As you know, one of my pet peeves is the Australian government green-lighting a new coal mine.
And not just any coal mine, the biggest in Australia.
Meanwhile, Australia looks like a coal furnace with the windows shut:
And let’s not forget that Australia currently exports one billion kg of coal per day. That corresponds to 2.6 billion kg of CO2 straight into the atmosphere when burned.
Per day.
To stay consistent with their “thoughts and prayers” BS, the Australian government is currently trying to “change the narrative” by pushing through a religious discrimination bill, which—unlike what you may think—lets religious people discriminate against whoever the hell they want, without consequences.

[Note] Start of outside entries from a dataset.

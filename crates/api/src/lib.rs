//! HTTP adapter over the bidding and analytics services.
//!
//! The RPC surface is deliberately thin: it parses identifiers, calls the
//! domain services and maps the typed errors onto status codes. Routes,
//! observability layers and state wiring follow one shape across the
//! three binaries (API server, relay worker, stats worker).

pub mod config;
pub mod error;
pub mod routes;
pub mod signals;

use std::sync::Arc;

use analytics::{InMemoryStatsStore, StatsStore};
use axum::Router;
use axum::routing::{get, post};
use bidding::{BidService, BidStore, InMemoryBidStore};
use metrics_exporter_prometheus::PrometheusHandle;
use tower_http::cors::{Any, CorsLayer};
use tower_http::trace::TraceLayer;

pub use config::Config;

/// Shared application state accessible from all handlers.
pub struct AppState<S: BidStore, T: StatsStore> {
    pub bid_service: BidService<S>,
    pub stats_store: T,
}

/// Creates the Axum application router with all routes and shared state.
pub fn create_app<S, T>(state: Arc<AppState<S, T>>, metrics_handle: PrometheusHandle) -> Router
where
    S: BidStore + 'static,
    T: StatsStore + Clone + 'static,
{
    let metrics_router = Router::new()
        .route("/metrics", get(routes::metrics::get))
        .with_state(metrics_handle);

    Router::new()
        .route("/health", get(routes::health::check))
        .route("/items", post(routes::items::create::<S, T>))
        .route("/items/{id}", get(routes::items::get::<S, T>))
        .route("/items/{id}/bids", post(routes::items::place_bid::<S, T>))
        .route("/items/{id}/bids", get(routes::items::list_bids::<S, T>))
        .route("/users/{id}/stats", get(routes::stats::get::<S, T>))
        .with_state(state)
        .merge(metrics_router)
        .layer(
            CorsLayer::new()
                .allow_origin(Any)
                .allow_methods(Any)
                .allow_headers(Any),
        )
        .layer(TraceLayer::new_for_http())
}

/// Creates application state over the in-memory stores, returning the
/// store handles so tests can wire the relay and consumer around them.
pub fn memory_state() -> (
    Arc<AppState<InMemoryBidStore, InMemoryStatsStore>>,
    InMemoryBidStore,
    InMemoryStatsStore,
) {
    let bid_store = InMemoryBidStore::new();
    let stats_store = InMemoryStatsStore::new();
    let state = Arc::new(AppState {
        bid_service: BidService::new(bid_store.clone()),
        stats_store: stats_store.clone(),
    });
    (state, bid_store, stats_store)
}
//! User statistics endpoint, read from the analytics aggregate.

use std::sync::Arc;

use analytics::StatsStore;
use axum::Json;
use axum::extract::{Path, State};
use bidding::BidStore;
use chrono::{DateTime, Utc};
use common::UserId;
use serde::Serialize;

use crate::AppState;
use crate::error::ApiError;

#[derive(Serialize)]
pub struct UserStatsResponse {
    pub user_id: String,
    pub total_bids_placed: i64,
    pub total_amount_bid: i64,
    pub last_bid_at: DateTime<Utc>,
    pub updated_at: DateTime<Utc>,
}

/// GET /users/:id/stats — the user's bidding aggregate.
#[tracing::instrument(skip(state))]
pub async fn get<S: BidStore + 'static, T: StatsStore + 'static>(
    State(state): State<Arc<AppState<S, T>>>,
    Path(id): Path<String>,
) -> Result<Json<UserStatsResponse>, ApiError> {
    let user_id: UserId = id
        .parse()
        .map_err(|e| ApiError::BadRequest(format!("invalid user id: {e}")))?;

    let stats = state
        .stats_store
        .get_user_stats(user_id)
        .await
        .map_err(|e| ApiError::Internal(e.to_string()))?
        .ok_or_else(|| ApiError::NotFound(format!("no stats for user {id}")))?;

    Ok(Json(UserStatsResponse {
        user_id: stats.user_id.to_string(),
        total_bids_placed: stats.total_bids_placed,
        total_amount_bid: stats.total_amount_bid,
        last_bid_at: stats.last_bid_at,
        updated_at: stats.updated_at,
    }))
}
//! In-memory outbox store for tests.
//!
//! Transactions stage their writes and apply them on commit; dropping an
//! uncommitted transaction releases its claims and discards the staging
//! buffer, which is exactly the rollback the relay relies on.

use std::collections::HashSet;
use std::sync::atomic::{AtomicBool, Ordering};
use std::sync::{Arc, Mutex};

use async_trait::async_trait;
use chrono::{DateTime, Utc};
use common::EventId;
use storage::{Result, StoreError, TxManager};

use crate::{OutboxEvent, OutboxStatus, store::OutboxStore};

#[derive(Clone, Default)]
pub struct InMemoryOutboxStore {
    inner: Arc<Inner>,
}

#[derive(Default)]
struct Inner {
    state: Mutex<State>,
    fail_next_commit: AtomicBool,
}

#[derive(Default)]
struct State {
    events: Vec<OutboxEvent>,
    claimed: HashSet<EventId>,
}

/// Staged transaction over the in-memory store.
pub struct MemOutboxTx {
    inner: Arc<Inner>,
    staged: Vec<StagedWrite>,
    claims: Vec<EventId>,
    committed: bool,
}

enum StagedWrite {
    Insert(OutboxEvent),
    Status {
        event_id: EventId,
        status: OutboxStatus,
        processed_at: Option<DateTime<Utc>>,
    },
}

impl Drop for MemOutboxTx {
    fn drop(&mut self) {
        if !self.committed {
            let mut state = self.inner.state.lock().unwrap();
            for id in &self.claims {
                state.claimed.remove(id);
            }
        }
    }
}

impl InMemoryOutboxStore {
    pub fn new() -> Self {
        Self::default()
    }

    /// Makes the next `commit` fail, simulating a crash after publish but
    /// before the status update lands.
    pub fn fail_next_commit(&self) {
        self.inner.fail_next_commit.store(true, Ordering::SeqCst);
    }

    /// Returns a committed event by id.
    pub fn get(&self, event_id: EventId) -> Option<OutboxEvent> {
        let state = self.inner.state.lock().unwrap();
        state.events.iter().find(|e| e.id == event_id).cloned()
    }

    /// Returns all committed events, oldest first.
    pub fn all(&self) -> Vec<OutboxEvent> {
        let mut events = self.inner.state.lock().unwrap().events.clone();
        events.sort_by_key(|e| e.created_at);
        events
    }

    /// Number of committed rows currently Pending.
    pub fn pending_count(&self) -> usize {
        let state = self.inner.state.lock().unwrap();
        state
            .events
            .iter()
            .filter(|e| e.status == OutboxStatus::Pending)
            .count()
    }

    fn apply(state: &mut State, write: StagedWrite) {
        match write {
            StagedWrite::Insert(event) => state.events.push(event),
            StagedWrite::Status {
                event_id,
                status,
                processed_at,
            } => {
                if let Some(event) = state.events.iter_mut().find(|e| e.id == event_id) {
                    event.status = status;
                    event.processed_at = processed_at;
                }
            }
        }
    }
}

#[async_trait]
impl TxManager for InMemoryOutboxStore {
    type Tx = MemOutboxTx;

    async fn begin(&self) -> Result<MemOutboxTx> {
        Ok(MemOutboxTx {
            inner: Arc::clone(&self.inner),
            staged: Vec::new(),
            claims: Vec::new(),
            committed: false,
        })
    }

    async fn commit(&self, mut tx: MemOutboxTx) -> Result<()> {
        if self.inner.fail_next_commit.swap(false, Ordering::SeqCst) {
            // Dropping `tx` releases the claims, as an aborted transaction
            // would.
            return Err(StoreError::TransactionFailed(
                "simulated commit failure".to_string(),
            ));
        }

        tx.committed = true;
        let mut state = self.inner.state.lock().unwrap();
        for write in tx.staged.drain(..) {
            Self::apply(&mut state, write);
        }
        for id in tx.claims.drain(..) {
            state.claimed.remove(&id);
        }
        Ok(())
    }

    async fn rollback(&self, tx: MemOutboxTx) -> Result<()> {
        drop(tx);
        Ok(())
    }
}

#[async_trait]
impl OutboxStore for InMemoryOutboxStore {
    async fn save_event(&self, tx: &mut MemOutboxTx, event: &OutboxEvent) -> Result<()> {
        tx.staged.push(StagedWrite::Insert(event.clone()));
        Ok(())
    }

    async fn claim_pending(&self, tx: &mut MemOutboxTx, limit: u32) -> Result<Vec<OutboxEvent>> {
        let mut state = self.inner.state.lock().unwrap();

        let mut candidates: Vec<OutboxEvent> = state
            .events
            .iter()
            .filter(|e| e.status == OutboxStatus::Pending && !state.claimed.contains(&e.id))
            .cloned()
            .collect();
        candidates.sort_by_key(|e| e.created_at);
        candidates.truncate(limit as usize);

        for event in &mut candidates {
            state.claimed.insert(event.id);
            tx.claims.push(event.id);
            event.status = OutboxStatus::Processing;
            tx.staged.push(StagedWrite::Status {
                event_id: event.id,
                status: OutboxStatus::Processing,
                processed_at: None,
            });
        }

        Ok(candidates)
    }

    async fn mark_status(
        &self,
        tx: &mut MemOutboxTx,
        event_id: EventId,
        status: OutboxStatus,
    ) -> Result<()> {
        let known_committed = {
            let state = self.inner.state.lock().unwrap();
            state.events.iter().any(|e| e.id == event_id)
        };
        let known_staged = tx.staged.iter().any(
            |w| matches!(w, StagedWrite::Insert(e) if e.id == event_id),
        );
        if !known_committed && !known_staged {
            return Err(StoreError::NotFound);
        }

        tx.staged.push(StagedWrite::Status {
            event_id,
            status,
            processed_at: status.is_terminal().then(Utc::now),
        });
        Ok(())
    }
}
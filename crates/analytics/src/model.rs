use chrono::{DateTime, Utc};
use common::UserId;

/// Per-user bidding aggregate.
///
/// Upserted atomically with the processed-event receipt, so each event
/// contributes exactly once no matter how often it is delivered.
#[derive(Debug, Clone, PartialEq, Eq)]
pub struct UserStats {
    pub user_id: UserId,
    pub total_bids_placed: i64,
    pub total_amount_bid: i64,
    pub last_bid_at: DateTime<Utc>,
    pub created_at: DateTime<Utc>,
    pub updated_at: DateTime<Utc>,
}
use serde::{Deserialize, Serialize};
use uuid::Uuid;

/// Declares a UUID-backed identifier type.
///
/// Each identifier wraps a UUID to prevent mixing up handles for different
/// entities (an `ItemId` is not a `UserId`, even though both are UUIDs on
/// the wire and in the store).
macro_rules! id_type {
    ($(#[$doc:meta])* $name:ident) => {
        $(#[$doc])*
        #[derive(
            Debug, Clone, Copy, PartialEq, Eq, Hash, PartialOrd, Ord, Serialize, Deserialize,
        )]
        #[serde(transparent)]
        pub struct $name(Uuid);

        impl $name {
            /// Creates a new random identifier.
            pub fn new() -> Self {
                Self(Uuid::new_v4())
            }

            /// Wraps an existing UUID.
            pub fn from_uuid(uuid: Uuid) -> Self {
                Self(uuid)
            }

            /// Returns the underlying UUID.
            pub fn as_uuid(&self) -> Uuid {
                self.0
            }
        }

        impl Default for $name {
            fn default() -> Self {
                Self::new()
            }
        }

        impl std::fmt::Display for $name {
            fn fmt(&self, f: &mut std::fmt::Formatter<'_>) -> std::fmt::Result {
                write!(f, "{}", self.0)
            }
        }

        impl std::str::FromStr for $name {
            type Err = uuid::Error;

            fn from_str(s: &str) -> Result<Self, Self::Err> {
                Ok(Self(Uuid::parse_str(s)?))
            }
        }

        impl From<Uuid> for $name {
            fn from(uuid: Uuid) -> Self {
                Self(uuid)
            }
        }

        impl From<$name> for Uuid {
            fn from(id: $name) -> Self {
                id.0
            }
        }
    };
}

id_type! {
    /// Identifies an auction lot.
    ItemId
}

id_type! {
    /// Identifies a user (bidder or seller).
    UserId
}

id_type! {
    /// Identifies a single bid on an item.
    BidId
}

id_type! {
    /// Identifies an event, both in the outbox and in consumer
    /// deduplication receipts.
    EventId
}

#[cfg(test)]
mod tests {
    use super::*;
    use std::str::FromStr;

    #[test]
    fn new_creates_unique_ids() {
        assert_ne!(ItemId::new(), ItemId::new());
        assert_ne!(EventId::new(), EventId::new());
    }

    #[test]
    fn from_uuid_preserves_value() {
        let uuid = Uuid::new_v4();
        let id = BidId::from_uuid(uuid);
        assert_eq!(id.as_uuid(), uuid);
    }

    #[test]
    fn display_and_parse_roundtrip() {
        let id = UserId::new();
        let parsed = UserId::from_str(&id.to_string()).unwrap();
        assert_eq!(id, parsed);
    }

    #[test]
    fn parse_rejects_garbage() {
        assert!(ItemId::from_str("not-a-uuid").is_err());
    }

    #[test]
    fn serialization_is_transparent() {
        let id = ItemId::new();
        let json = serde_json::to_string(&id).unwrap();
        assert_eq!(json, format!("\"{id}\""));
        let back: ItemId = serde_json::from_str(&json).unwrap();
        assert_eq!(id, back);
    }
}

As long as they do it “nicely”.
Meanwhile, not everyone in Australia has their head in the sand.
There is an extremely well-organized campaign to stop Adani’s abominable Carmichael coal mine:
“The list of companies walking away from Adani’s toxic brand and climate-wrecking mega mine keeps growing. 59 companies, including 16 major insurers, have now ruled out working with Adani. But Lloyd’s of London is still working with Adani to help the mining giant find insurance for its disastrous project. Let’s flood the Lloyd’s office with calls now and let them know that allowing insurers to underwrite Adani’s coal mine is a risk we cannot afford!”
Another current target is Siemens, the industrial mega-company with $90 billion USD annual revenue (random fact: Siemens is also the company building the epic new Austrian night trains) that is slated to build rail infrastructure for the mine project.
Due to activist pressure, Siemens’ boss has just come out and said that he didn’t know about the contract with Adani.
Be that as it may or may not, what he does next is the important bit. He’s currently “thinking about it”.
If you would like to hassle Siemens on this, just put your name and email address here, and then click send!
The Stop Adani campaign is being backed up by the Australian Conservation Foundation, Friends of the Earth, and Market Forces—a group that targets businesses funding fossil fuels.
I’d bet on fossil fuel-related board meetings getting increasingly fun over the next couple of years as pure morality-free Capitalism, entrenched interests, and industry ambivalence to planetary destruction fight for their sad little lives.